I would say trapping is actually just as big a problem. It is impossible to create a magnetic field which has a stable point (div(B) = 0 always). You can get around that by keeping stuff very very cold and using a mixture of both electric and magnetic fields but it really isn't all that great. Note also that for storing neutral matter you need vastly bigger fields for it to have any effect at all and these become much harder to control.

That said, 0.2s is a respectably long time frame.

 

[uppi]

I would say trapping is actually just as big a problem. It is impossible to create a magnetic field which has a stable point (div(B) = 0 always). You can get around that by keeping stuff very very cold and using a mixture of both electric and magnetic fields but it really isn't all that great. Note also that for storing neutral matter you need vastly bigger fields for it to have any effect at all and these become much harder to control.

That said, 0.2s is a respectably long time frame.

No. (static) Electric fields are pointless for neutral atoms as they have no charge. And for magnetic traps you only need a local minimum of the magnetic field and low-field seeking atoms. And there is nothing new to that. BECs are regularly trapped in magnetic traps since over ten years.

The problem is the low trap depth for neutral atoms (a few millikelvins at most) so the atoms must indeed be very cold. But once the atoms are cold (which they achieved in this experiment) you only have to keep them cold, which is usually much easier. Neutral atoms cannot be trapped as long as ions, but trapping times of minutes are possible right now. So I think they will be able to improve the storage time for antihydrogen pretty quickly.

 

[Harvin87]

Even if there was life in this planet... what are we going to do about it? , travel 20 light-years ? yea, sure.

It's virtually impossible to study life in another distant planet.

 

[Disgustipated]

just bumping my thread for the hell of it. I think you all know why. So we have two Gliese threads on the first page. One says 581g, and the other is 581d? Is that correct? Are we talking about the same planet, or different planets in the system?

 

[Bluemofia]

just bumping my thread for the hell of it. I think you all know why. So we have two Gliese threads on the first page. One says 581g, and the other is 581d? Is that correct? Are we talking about the same planet, or different planets in the system?

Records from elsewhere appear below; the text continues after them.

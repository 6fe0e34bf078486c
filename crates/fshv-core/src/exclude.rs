//! Exclusion filter for instances that must not reach the validator
//!
//! Projects can exclude instances by code system url or by resource type
//! (typically because the terminology server cannot resolve project-local
//! systems). Excluded instances are reported as warnings, not failures, so
//! the run finishes and is marked as partially validated.

use indexmap::IndexSet;

use crate::artifact::InstanceRecord;
use crate::report::ValidationStatus;
use crate::scanner::InstanceDeclaration;

/// Why an instance was kept from the validator
#[derive(Debug, Clone, Copy, PartialEq, Eq)]
pub enum ExclusionDecision {
    /// The instance uses at least one excluded code system
    ExcludedCodeSystem,
    /// The instance's resource type is excluded
    ExcludedResourceType,
    /// The instance may be validated
    Pass,
}

/// Configured exclusion sets
#[derive(Debug, Default, Clone)]
pub struct ExclusionFilter {
    code_systems: IndexSet<String>,
    resource_types: IndexSet<String>,
}

impl ExclusionFilter {
    pub fn new(code_systems: IndexSet<String>, resource_types: IndexSet<String>) -> Self {
        Self {
            code_systems,
            resource_types,
        }
    }

    /// Decide whether an instance may be validated. The code system check
    /// runs first; only the first matching reason is reported.
    pub fn decide(&self, instance: &InstanceRecord) -> ExclusionDecision {
        if instance
            .code_systems
            .iter()
            .any(|cs| self.code_systems.contains(cs))
        {
            ExclusionDecision::ExcludedCodeSystem
        } else if self.resource_types.contains(&instance.resource_type) {
            ExclusionDecision::ExcludedResourceType
        } else {
            ExclusionDecision::Pass
        }
    }

    /// Synthetic warning status for a skipped instance, or None when the
    /// instance passes the filter.
    pub fn skip_status(
        &self,
        declaration: &InstanceDeclaration,
        instance: &InstanceRecord,
    ) -> Option<ValidationStatus> {
        let warning = match self.decide(instance) {
            ExclusionDecision::ExcludedCodeSystem => format!(
                "Skipped instance {} due to excluded code system(s) used in the instance",
                declaration.name
            ),
            ExclusionDecision::ExcludedResourceType => format!(
                "Skipped instance {} due to excluded resource type {}",
                declaration.name, instance.resource_type
            ),
            ExclusionDecision::Pass => return None,
        };

        let mut status = ValidationStatus::warning(vec![warning], declaration.instance_of.clone());
        status.instance = declaration.name.clone();
        Some(status)
    }
}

Different planets in the same system.

Yes, that system is a hot topic for astronomers.

 

[Abaddon]

So the name of planet isn't Gliese.. its 581g or something?

 

[peter grimes]

Gliese is the star. The planets are the ones designated with letters. Earth could be renamed Solg, for occupying the third orbit. But I think these extrasolar planets are designated in chronological order - in which case Earth would be Sola

 

[Abaddon]

Ok. So who gets to actually give these planets a real name?

 

[Disgustipated]

when someone lands on them? The problem with these planets is no one has actually seen them with their own eyes.

 

[Leifmk]

Gliese is the star.

Or rather, Gliese 581 is the star; so called because it is indexed as number 581 in a catalogue of nearby stars published by an astronomer named Wilhelm Gliese back in the 1950s.

The vast majority of stars that have been studied don't really have individual proper names outside of a catalogue number, that is mostly reserved for ones that are particularly bright and notable to the naked eye (and these have mostly had their names since antiquity).

 

[Abaddon]

elephant cells are more efficient energy wise than mouse cells, therefore the other life could be more efficient

What??? They are both mammalian cells.. virtually identical..

 

[Millman]

Lets be glad to embrace difference. All the stars in the universe could have been the same. They all could have been medium, blue stars. Yet, the stars we observe have various colors, shapes, and sizes.

Life could form in an identical-starry universe when you take gravity and distance into account.

There could be an undetectable circumstance about the location of our sun in the milky way. Take oort who began to think outside the box. What scientific elements make us special/right?

The question to consider is not only life on gliese but anywhere. Do we hope there's another civilization out there to meet that's been as luck as us? You might have read the physicists objections too.